A bovine model of respiratory Chlamydia psittaci infection: challenge dose titration.

PLoS One 2012 27;7(1):e30125. Epub 2012 Jan 27.

Institute of Molecular Pathogenesis at 'Friedrich-Loeffler-Institut, Federal Research Institute for Animal Health, Jena, Germany.

This study aimed to establish and evaluate a bovine respiratory model of experimentally induced acute C. psittaci infection. Calves are natural hosts and pathogenesis may resemble the situation in humans. Intrabronchial inoculation of C. psittaci strain DC15 was performed in calves aged 2-3 months via bronchoscope at four different challenge doses from 10(6) to 10(9) inclusion-forming units (ifu) per animal.

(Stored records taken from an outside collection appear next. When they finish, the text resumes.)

#[cfg(test)]
mod tests {
    use super::*;

    #[test]
    fn timing_defaults() {
        assert_eq!(LOCK_DELAY_MS, 500);
        assert_eq!(LOCK_RESET_LIMIT, 15);
        assert_eq!(SPEED_CURVE.len() as u32, MAX_LEVEL);
        assert_eq!(SPEED_CURVE[0], 800);
        assert_eq!(SPEED_CURVE[19], 33);
    }

    #[test]
    fn speed_curve_never_slows_down() {
        assert!(SPEED_CURVE.windows(2).all(|w| w[0] >= w[1]));
    }

    #[test]
    fn ranks_are_ordered_best_first() {
        assert!(RANKS.windows(2).all(|w| w[0].1 > w[1].1 && w[0].2 > w[1].2));
    }

    #[test]
    fn piece_kind_parse_roundtrip() {
        for kind in PieceKind::ALL {
            assert_eq!(PieceKind::from_str(kind.as_str()), Some(kind));
        }
        assert_eq!(PieceKind::from_str("x"), None);
    }

    #[test]
    fn rotation_index_matches_cycle() {
        let mut r = Rotation::North;
        for i in 0..4 {
            assert_eq!(r.index(), i);
            assert_eq!(Rotation::from_index(i), r);
            r = r.rotate_cw();
        }
        assert_eq!(r, Rotation::North);
    }

    #[test]
    fn rotation_parse_roundtrip() {
        for i in 0..4 {
            let r = Rotation::from_index(i);
            assert_eq!(Rotation::from_str(r.as_str()), Some(r));
        }
        assert_eq!(Rotation::from_str("sideways"), None);
    }

    #[test]
    fn mode_parse_is_lenient() {
        assert_eq!(Mode::parse("empire"), Mode::Empire);
        assert_eq!(Mode::parse("Empire"), Mode::Empire);
        assert_eq!(Mode::parse("standard"), Mode::Standard);
        assert_eq!(Mode::parse("anything"), Mode::Standard);
    }

    #[test]
    fn spin_kind_from_lines() {
        assert_eq!(SpinKind::from_lines(0), SpinKind::Mini);
        assert_eq!(SpinKind::from_lines(1), SpinKind::Single);
        assert_eq!(SpinKind::from_lines(2), SpinKind::Double);
        assert_eq!(SpinKind::from_lines(3), SpinKind::Triple);
    }
}

/// The seven tetromino piece kinds
///
/// The declaration order (I, J, L, O, S, T, Z) is the canonical order the
/// 7-bag shuffles from; see [`PieceKind::ALL`].
#[derive(Debug, Clone, Copy, PartialEq, Eq, Hash, Serialize, Deserialize)]
pub enum PieceKind {
    I,
    J,
    L,
    O,
    S,
    T,
    Z,
}

impl PieceKind {
    /// All kinds in canonical bag order
    pub const ALL: [PieceKind; 7] = [
        PieceKind::I,
        PieceKind::J,
        PieceKind::L,
        PieceKind::O,
        PieceKind::S,
        PieceKind::T,
        PieceKind::Z,
    ];

    /// Parse piece kind from string (case-insensitive)
    ///
    /// # Examples
    ///
    /// ```
    /// use force_tetris_types::PieceKind;
    ///
    /// assert_eq!(PieceKind::from_str("i"), Some(PieceKind::I));
    /// assert_eq!(PieceKind::from_str("O"), Some(PieceKind::O));
    /// assert_eq!(PieceKind::from_str("unknown"), None);
    /// ```
    #[allow(clippy::should_implement_trait)]
    pub fn from_str(s: &str) -> Option<Self> {
        match s.to_ascii_uppercase().as_str() {
            "I" => Some(PieceKind::I),
            "J" => Some(PieceKind::J),
            "L" => Some(PieceKind::L),
            "O" => Some(PieceKind::O),
            "S" => Some(PieceKind::S),
            "T" => Some(PieceKind::T),
            "Z" => Some(PieceKind::Z),
            _ => None,
        }
    }

    /// Uppercase letter used in snapshots and events
    pub fn as_str(&self) -> &'static str {
        match self {
            PieceKind::I => "I",
            PieceKind::J => "J",
            PieceKind::L => "L",
            PieceKind::O => "O",
            PieceKind::S => "S",
            PieceKind::T => "T",
            PieceKind::Z => "Z",
        }
    }

    /// Display colour as a hex string. Presentation only; the rules never read it.
    pub fn color(&self) -> &'static str {
        match self {
            PieceKind::I => "#6be6ff",
            PieceKind::J => "#6c8dff",
            PieceKind::L => "#ff9f43",
            PieceKind::O => "#fce96a",
            PieceKind::S => "#67e79d",
            PieceKind::T => "#d38bff",
            PieceKind::Z => "#ff7171",
        }
    }
}

/// Rotation states following the Super Rotation System (SRS)
///
/// - **North**: Spawn orientation (state 0)
/// - **East**: Rotated 90° clockwise (state 1)
/// - **South**: Rotated 180° (state 2)
/// - **West**: Rotated 90° counter-clockwise (state 3)
#[derive(Debug, Clone, Copy, PartialEq, Eq, Hash, Serialize, Deserialize)]
#[serde(rename_all = "lowercase")]
pub enum Rotation {
    North,
    East,
    South,
    West,
}

impl Rotation {
    /// Rotate clockwise (90°)
    ///
    /// # Examples
    ///
    /// ```
    /// use force_tetris_types::Rotation;
    ///
    /// assert_eq!(Rotation::North.rotate_cw(), Rotation::East);
    /// assert_eq!(Rotation::West.rotate_cw(), Rotation::North);
    /// ```
    pub fn rotate_cw(&self) -> Self {
        match self {
            Rotation::North => Rotation::East,
            Rotation::East => Rotation::South,
            Rotation::South => Rotation::West,
            Rotation::West => Rotation::North,
        }
    }

    /// Rotate counter-clockwise (-90° or 270°)
    ///
    /// # Examples
    ///
    /// ```
    /// use force_tetris_types::Rotation;
    ///
    /// assert_eq!(Rotation::North.rotate_ccw(), Rotation::West);
    /// assert_eq!(Rotation::East.rotate_ccw(), Rotation::North);
    /// ```
    pub fn rotate_ccw(&self) -> Self {
        match self {
            Rotation::North => Rotation::West,
            Rotation::West => Rotation::South,
            Rotation::South => Rotation::East,
            Rotation::East => Rotation::North,
        }
    }

    /// Rotate in the given direction
    pub fn rotate(&self, clockwise: bool) -> Self {
        if clockwise {
            self.rotate_cw()
        } else {
            self.rotate_ccw()
        }
    }

    /// SRS state number (0-3)
    pub fn index(&self) -> usize {
        match self {
            Rotation::North => 0,
            Rotation::East => 1,
            Rotation::South => 2,
            Rotation::West => 3,
        }
    }

    /// Inverse of [`Rotation::index`], taken modulo 4
    pub fn from_index(index: usize) -> Self {
        match index % 4 {
            0 => Rotation::North,
            1 => Rotation::East,
            2 => Rotation::South,
            _ => Rotation::West,
        }
    }

    /// Parse rotation from string
    ///
    /// Accepts full names or single letters (case-insensitive):
    /// "north" | "n", "east" | "e", "south" | "s", "west" | "w"
    #[allow(clippy::should_implement_trait)]
    pub fn from_str(s: &str) -> Option<Self> {
        match s.to_lowercase().as_str() {
            "north" | "n" => Some(Rotation::North),
            "east" | "e" => Some(Rotation::East),
            "south" | "s" => Some(Rotation::South),
            "west" | "w" => Some(Rotation::West),
            _ => None,
        }
    }

    /// Convert to lowercase string
    pub fn as_str(&self) -> &'static str {
        match self {
            Rotation::North => "north",
            Rotation::East => "east",
            Rotation::South => "south",
            Rotation::West => "west",
        }
    }
}

/// Game mode. Only affects gravity speed and narrative text.
#[derive(Debug, Clone, Copy, PartialEq, Eq, Hash, Default, Serialize, Deserialize)]
#[serde(rename_all = "lowercase")]
pub enum Mode {
    /// Alliance Standard
    #[default]
    Standard,
    /// Empire Assault: faster gravity
    Empire,
}

impl Mode {
    /// Parse a mode name. Anything other than "empire" (case-insensitive)
    /// selects [`Mode::Standard`].
    pub fn parse(s: &str) -> Self {
        if s.eq_ignore_ascii_case("empire") {
            Mode::Empire
        } else {
            Mode::Standard
        }
    }

    pub fn as_str(&self) -> &'static str {
        match self {
            Mode::Standard => "standard",
            Mode::Empire => "empire",
        }
    }
}

/// Session lifecycle
///
/// `Waiting -> Running <-> Paused`, `Running -> Defeat`. Defeat is terminal
/// until the session is reset or restarted.
#[derive(Debug, Clone, Copy, PartialEq, Eq, Hash, Default, Serialize, Deserialize)]
#[serde(rename_all = "lowercase")]
pub enum SessionStatus {
    #[default]
    Waiting,
    Running,
    Paused,
    Defeat,
}

impl SessionStatus {
    pub fn as_str(&self) -> &'static str {
        match self {
            SessionStatus::Waiting => "waiting",
            SessionStatus::Running => "running",
            SessionStatus::Paused => "paused",
            SessionStatus::Defeat => "defeat",
        }
    }

    /// Running or paused: a session is in progress
    pub fn is_running(&self) -> bool {
        matches!(self, SessionStatus::Running | SessionStatus::Paused)
    }
}

/// Game actions that can be applied to modify game state
///
/// These are the discrete intents a collaborator forwards from whatever
/// input device it maps.
#[derive(Debug, Clone, Copy, PartialEq, Eq, Hash, Serialize, Deserialize)]
#[serde(rename_all = "camelCase")]
pub enum GameAction {
    /// Move piece one cell left
    MoveLeft,
    /// Move piece one cell right
    MoveRight,
    /// Drop piece one cell down (with soft drop scoring)
    SoftDrop,
    /// Instantly drop piece to lowest valid position and lock it
    HardDrop,
    /// Rotate piece 90° clockwise
    RotateCw,
    /// Rotate piece 90° counter-clockwise
    RotateCcw,
    /// Hold current piece (if available)
    Hold,
    /// Toggle pause state
    Pause,
    /// Restart the session in the current mode
    Restart,
    /// Fire the Force ability (if charged)
    ActivateForce,
}

impl GameAction {
    /// Parse action from its camelCase name (case-insensitive)
    ///
    /// # Examples
    ///
    /// ```
    /// use force_tetris_types::GameAction;
    ///
    /// assert_eq!(GameAction::from_str("moveLeft"), Some(GameAction::MoveLeft));
    /// assert_eq!(GameAction::from_str("hardDrop"), Some(GameAction::HardDrop));
    /// assert_eq!(GameAction::from_str("unknown"), None);
    /// ```
    #[allow(clippy::should_implement_trait)]
    pub fn from_str(s: &str) -> Option<Self> {
        match s.to_lowercase().as_str() {
            "moveleft" => Some(GameAction::MoveLeft),
            "moveright" => Some(GameAction::MoveRight),
            "softdrop" => Some(GameAction::SoftDrop),
            "harddrop" => Some(GameAction::HardDrop),
            "rotatecw" => Some(GameAction::RotateCw),
            "rotateccw" => Some(GameAction::RotateCcw),
            "hold" => Some(GameAction::Hold),
            "pause" => Some(GameAction::Pause),
            "restart" => Some(GameAction::Restart),
            "activateforce" => Some(GameAction::ActivateForce),
            _ => None,
        }
    }

    /// Convert to camelCase string
    pub fn as_str(&self) -> &'static str {
        match self {
            GameAction::MoveLeft => "moveLeft",
            GameAction::MoveRight => "moveRight",
            GameAction::SoftDrop => "softDrop",
            GameAction::HardDrop => "hardDrop",
            GameAction::RotateCw => "rotateCw",
            GameAction::RotateCcw => "rotateCcw",
            GameAction::Hold => "hold",
            GameAction::Pause => "pause",
            GameAction::Restart => "restart",
            GameAction::ActivateForce => "activateForce",
        }
    }
}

Control groups received either UV-inactivated C. psittaci or cell culture medium. While 10(6) ifu/calf resulted in a mild respiratory infection only, the doses of 10(7) and 10(8) induced fever, tachypnea, dry cough, and tachycardia that became apparent 2-3 days post inoculation (dpi) and lasted for about one week. In calves exposed to 10(9) ifu C. psittaci, the respiratory disease was accompanied by severe systemic illness (apathy, tremor, markedly reduced appetite). At the time point of most pronounced clinical signs (3 dpi) the extent of lung lesions was below 10% of pulmonary tissue in calves inoculated with 10(6) and 10(7) ifu, about 15% in calves inoculated with 10(8) and more than 30% in calves inoculated with 10(9) ifu C. psittaci. Beside clinical signs and pathologic lesions, the bacterial load of lung tissue and markers of pulmonary inflammation (i.e., cell counts, concentration of proteins and eicosanoids in broncho-alveolar lavage fluid) were positively associated with ifu of viable C. psittaci. While any effect of endotoxin has been ruled out, all effects could be attributed to infection by the replicating bacteria. In conclusion, the calf represents a suitable model of respiratory chlamydial infection. Dose titration revealed that both clinically latent and clinically manifest infection can be reproduced experimentally by either 10(6) or 10(8) ifu/calf of C. psittaci DC15 while doses above 10(8) ifu C. psittaci cannot be recommended for further studies for ethical reasons. This defined model of different clinical expressions of chlamydial infection allows studying host-pathogen interactions.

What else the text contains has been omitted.